Coming soon: Christoph will use the Naniwa Color Kit N to cross-process some slide film.
Christoph Hammann is a fine art photographer from Waltershausen, Germany. He works with traditional film and silver halide papers as well as digital post-processing and alternative printing techniques. His website is “Mostly Black & White”.
I would never trust any of those kits with a combined BLIX, the way C-41 is designed, a separate bleach and fixer step are required.
I’ve seen other kits with separate bleacher and fixer, but blix seemed to work well enough here. What’s the disadvantage of having the two combined?
One disadvantage of separate bleach seems to be that it is HazMat that some (most ?) suppliers wont ship because of the regulations involved.
I would like to ask Cristoph Hammann, if it is possible to use some of the photos that he has used in this article for a non-profit chemistry e-journal. I am writing an article about chemistry of photograph and I need some images for the article.
I am waiting for you answer
Salih..
sozcubukcu@gmail.com
Salih,
I sent you an e-mail concerning your request.
Christoph
i’m seriously considering doing home film development in my kitchen. i’m very grateful you posted this, thanks a lot!
Hi there
Thanks for sharing. I was wondering if you ever tried processing sheet film with those the naniwa kit?
thanks!
Hi Dirk
May I know the time and temp you use in the sheet film via drum processing and how you control the temprature of the chemicals inside the drum since you contantly rolling the drum until the time is up, im sure the temperature will not be the same as you started.

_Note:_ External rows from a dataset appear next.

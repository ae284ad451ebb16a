//! # NetPulse Insight
//!
//! Client for the external analysis service that turns measurement
//! history into a human-readable connection assessment. The monitor
//! hands over the recent history window after each probe cycle; the
//! service answers with a status, a summary, and recommendations.
//!
//! Service failures never propagate as errors to the monitor's
//! consumers: callers degrade to the fixed default assessments in
//! [`ConnectionInsight`].

#![deny(missing_docs)]
#![warn(clippy::all)]

pub mod error;
pub mod provider;
pub mod report;

// Re-export main types
pub use error::InsightError;
pub use provider::{HttpInsightProvider, InsightProvider, InsightRequest, DEFAULT_ANALYZE_TIMEOUT};
pub use report::{ConnectionInsight, InsightStatus};
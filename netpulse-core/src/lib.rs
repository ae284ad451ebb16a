//! # NetPulse Core
//!
//! Measurement engine for the NetPulse connection monitor. One probe
//! cycle runs three phases in order against configurable HTTP
//! endpoints: minimal round trips for latency and jitter, cache-busted
//! downloads for download throughput, and random-payload uploads for
//! upload throughput. The phases reduce to a single [`SpeedResult`].
//!
//! Attempt-level failures never surface as errors. Fixed fallback
//! policies substitute values for failed attempts, so a cycle run
//! during a total outage still yields a complete sample.

#![deny(missing_docs)]
#![warn(clippy::all)]

pub mod clock;
pub mod config;
pub mod engine;
pub mod error;
pub mod fallback;
pub mod payload;
pub mod result;
pub mod transport;

// Re-export main types
pub use clock::{Clock, SystemClock};
pub use config::ProbeConfig;
pub use engine::{
    Probe, ProbeEngine, DOWNLOAD_ATTEMPTS, LATENCY_SAMPLES, UPLOAD_ATTEMPTS, UPLOAD_PAYLOAD_BYTES,
};
pub use error::TransportError;
pub use fallback::{
    average_download_mbps, fallback_upload_mbps, synthetic_latency_ms, SYNTHETIC_LATENCY_MAX_MS,
    SYNTHETIC_LATENCY_MIN_MS, UPLOAD_FALLBACK_RATIO,
};
pub use payload::{random_payload, OsRandomFill, RandomFill, MAX_FILL_CHUNK};
pub use result::SpeedResult;
pub use transport::{HttpProbeTransport, ProbeTransport, Transfer};
//! Random payload generation for upload attempts.
//!
//! Upload bodies are random so intermediaries cannot compress or dedupe
//! them into a flattering throughput number.

use bytes::Bytes;
use rand::rngs::OsRng;
use rand::RngCore;
use std::fmt;

/// Largest slice handed to a [`RandomFill`] source in one call
pub const MAX_FILL_CHUNK: usize = 65_536;

/// Source of random bytes for upload payloads.
///
/// Implementations advertise the largest buffer they fill in a single
/// call; [`random_payload`] never passes a slice longer than
/// `max_chunk()`, capped at [`MAX_FILL_CHUNK`].
pub trait RandomFill: Send + Sync + fmt::Debug {
    /// Largest buffer this source fills in one call
    fn max_chunk(&self) -> usize;

    /// Fill `buf` with random bytes
    fn fill(&self, buf: &mut [u8]);
}

/// Random bytes from the operating system's entropy source
#[derive(Debug, Default, Clone, Copy)]
pub struct OsRandomFill;

impl RandomFill for OsRandomFill {
    fn max_chunk(&self) -> usize {
        MAX_FILL_CHUNK
    }

    fn fill(&self, buf: &mut [u8]) {
        OsRng.fill_bytes(buf);
    }
}

/// Build a random payload of `len` bytes, filling in bounded chunks
pub fn random_payload(filler: &dyn RandomFill, len: usize) -> Bytes {
    let mut buf = vec![0u8; len];
    let chunk = filler.max_chunk().min(MAX_FILL_CHUNK).max(1);
    for slice in buf.chunks_mut(chunk) {
        filler.fill(slice);
    }
    Bytes::from(buf)
}
//! # NetPulse - Continuous Connection Monitoring
//!
//! NetPulse keeps a rolling picture of an internet connection. Every
//! ten minutes, and on demand, it measures download and upload
//! throughput, round-trip latency, and jitter, retains the most recent
//! hundred samples across restarts, and asks an analysis service for a
//! plain-language assessment of the connection.
//!
//! ## Key Features
//!
//! - **Total measurements**: a probe cycle always yields a complete
//!   sample; failed attempts are absorbed by fixed fallback policies
//! - **Single-flight scheduling**: a countdown fires cycles on an
//!   interval, and triggers arriving while one runs are ignored
//! - **Bounded, durable history**: the most recent samples survive
//!   restarts through a pluggable storage seam
//! - **Assessments built in**: each cycle refreshes a status, summary,
//!   and recommendations, with fixed answers when the analysis service
//!   is unreachable
//!
//! ## Quick Start
//!
//! ```rust,no_run
//! use netpulse::Monitor;
//!
//! #[tokio::main]
//! async fn main() -> Result<(), Box<dyn std::error::Error>> {
//!     // Probes immediately, then every ten minutes
//!     let monitor = Monitor::builder().start().await?;
//!
//!     // Watch cycles complete
//!     let mut events = monitor.events();
//!     while let Some(event) = events.next().await {
//!         println!("Monitor event: {:?}", event);
//!     }
//!
//!     Ok(())
//! }
//! ```

#![deny(missing_docs)]
#![warn(clippy::all)]

// Re-export measurement types
pub use netpulse_core::{
    Clock, HttpProbeTransport, OsRandomFill, Probe, ProbeConfig, ProbeEngine, ProbeTransport,
    RandomFill, SpeedResult, SystemClock, Transfer, TransportError, DOWNLOAD_ATTEMPTS,
    LATENCY_SAMPLES, MAX_FILL_CHUNK, UPLOAD_ATTEMPTS, UPLOAD_PAYLOAD_BYTES,
};

// Re-export assessment types
pub use netpulse_insight::{
    ConnectionInsight, HttpInsightProvider, InsightError, InsightProvider, InsightRequest,
    InsightStatus,
};

// Public API modules
pub mod config;
pub mod error;
pub mod event;
pub mod history;
pub mod monitor;
pub mod storage;

// Re-export main types
pub use config::MonitorConfig;
pub use error::{MonitorError, StorageError};
pub use event::{EventStream, MonitorEvent, TriggerSource};
pub use history::HistoryLog;
pub use monitor::{Monitor, MonitorBuilder, MonitorSnapshot};
pub use storage::{HistoryStorage, JsonFileStorage, HISTORY_FILE_NAME};
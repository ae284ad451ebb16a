//! HTTP transport for the three probe request kinds

use crate::error::TransportError;
use async_trait::async_trait;
use bytes::Bytes;
use std::fmt;
use std::time::{Duration, Instant};

/// Byte count and wall time of one completed transfer
#[derive(Debug, Clone, Copy, PartialEq)]
pub struct Transfer {
    /// Bytes moved over the wire
    pub bytes: usize,
    /// Wall time from request issue to body completion
    pub elapsed: Duration,
}

impl Transfer {
    /// Throughput in Mbps, where one megabit is 1,048,576 bits.
    ///
    /// A zero-duration transfer reports `0.0` rather than infinity.
    pub fn mbps(&self) -> f64 {
        let secs = self.elapsed.as_secs_f64();
        if secs <= 0.0 {
            return 0.0;
        }
        (self.bytes as f64 * 8.0) / 1_048_576.0 / secs
    }
}

/// Transport seam for probe requests.
///
/// Implementations time each request themselves, so the engine's
/// aggregation logic stays independent of any real network or client.
#[async_trait]
pub trait ProbeTransport: Send + Sync + fmt::Debug {
    /// Minimal round trip against `url`. The response body and status
    /// are ignored; only transport-level failures count as errors.
    async fn ping(&self, url: &str) -> Result<Duration, TransportError>;

    /// Full-body GET of `url`. Non-success statuses are failures.
    async fn download(&self, url: &str) -> Result<Transfer, TransportError>;

    /// POST `payload` to `url`, timed to response completion.
    /// Non-success statuses are failures.
    async fn upload(&self, url: &str, payload: Bytes) -> Result<Duration, TransportError>;
}

/// Probe transport backed by a shared reqwest client
#[derive(Debug, Clone)]
pub struct HttpProbeTransport {
    client: reqwest::Client,
}

impl HttpProbeTransport {
    /// Create a transport whose requests share `timeout` as their deadline
    pub fn new(timeout: Duration) -> Result<Self, TransportError> {
        let client = reqwest::Client::builder().timeout(timeout).build()?;
        Ok(Self { client })
    }
}

#[async_trait]
impl ProbeTransport for HttpProbeTransport {
    async fn ping(&self, url: &str) -> Result<Duration, TransportError> {
        let start = Instant::now();
        // An error status still completed a round trip, so it is not a
        // failed attempt here.
        let _ = self.client.get(url).send().await?;
        Ok(start.elapsed())
    }

    async fn download(&self, url: &str) -> Result<Transfer, TransportError> {
        let start = Instant::now();
        let response = self.client.get(url).send().await?.error_for_status()?;
        let body = response.bytes().await?;
        Ok(Transfer {
            bytes: body.len(),
            elapsed: start.elapsed(),
        })
    }

    async fn upload(&self, url: &str, payload: Bytes) -> Result<Duration, TransportError> {
        let start = Instant::now();
        let response = self.client.post(url).body(payload).send().await?;
        let elapsed = start.elapsed();
        response.error_for_status()?;
        Ok(elapsed)
    }
}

Hi, I use tank times minus 10%, but you need to do your own testing. The temperate drift depends on the environmental temperature and the time. You can use a water bath too, like with C-41. But for B/W it is not so critical, especially with times like 10 mins or similar.
I am just wondering where Mr. Christoph Hammann bought his Naniwa colorkit with “…concise, clear instructions in English in addition to Japanese…” This information is not correct, at least if you buy the kit in Japan. It contains Japanese language instruction only.
Hi, at that time there was a mixed English/Japanese instruction sheet. If you need a copy we can send you one.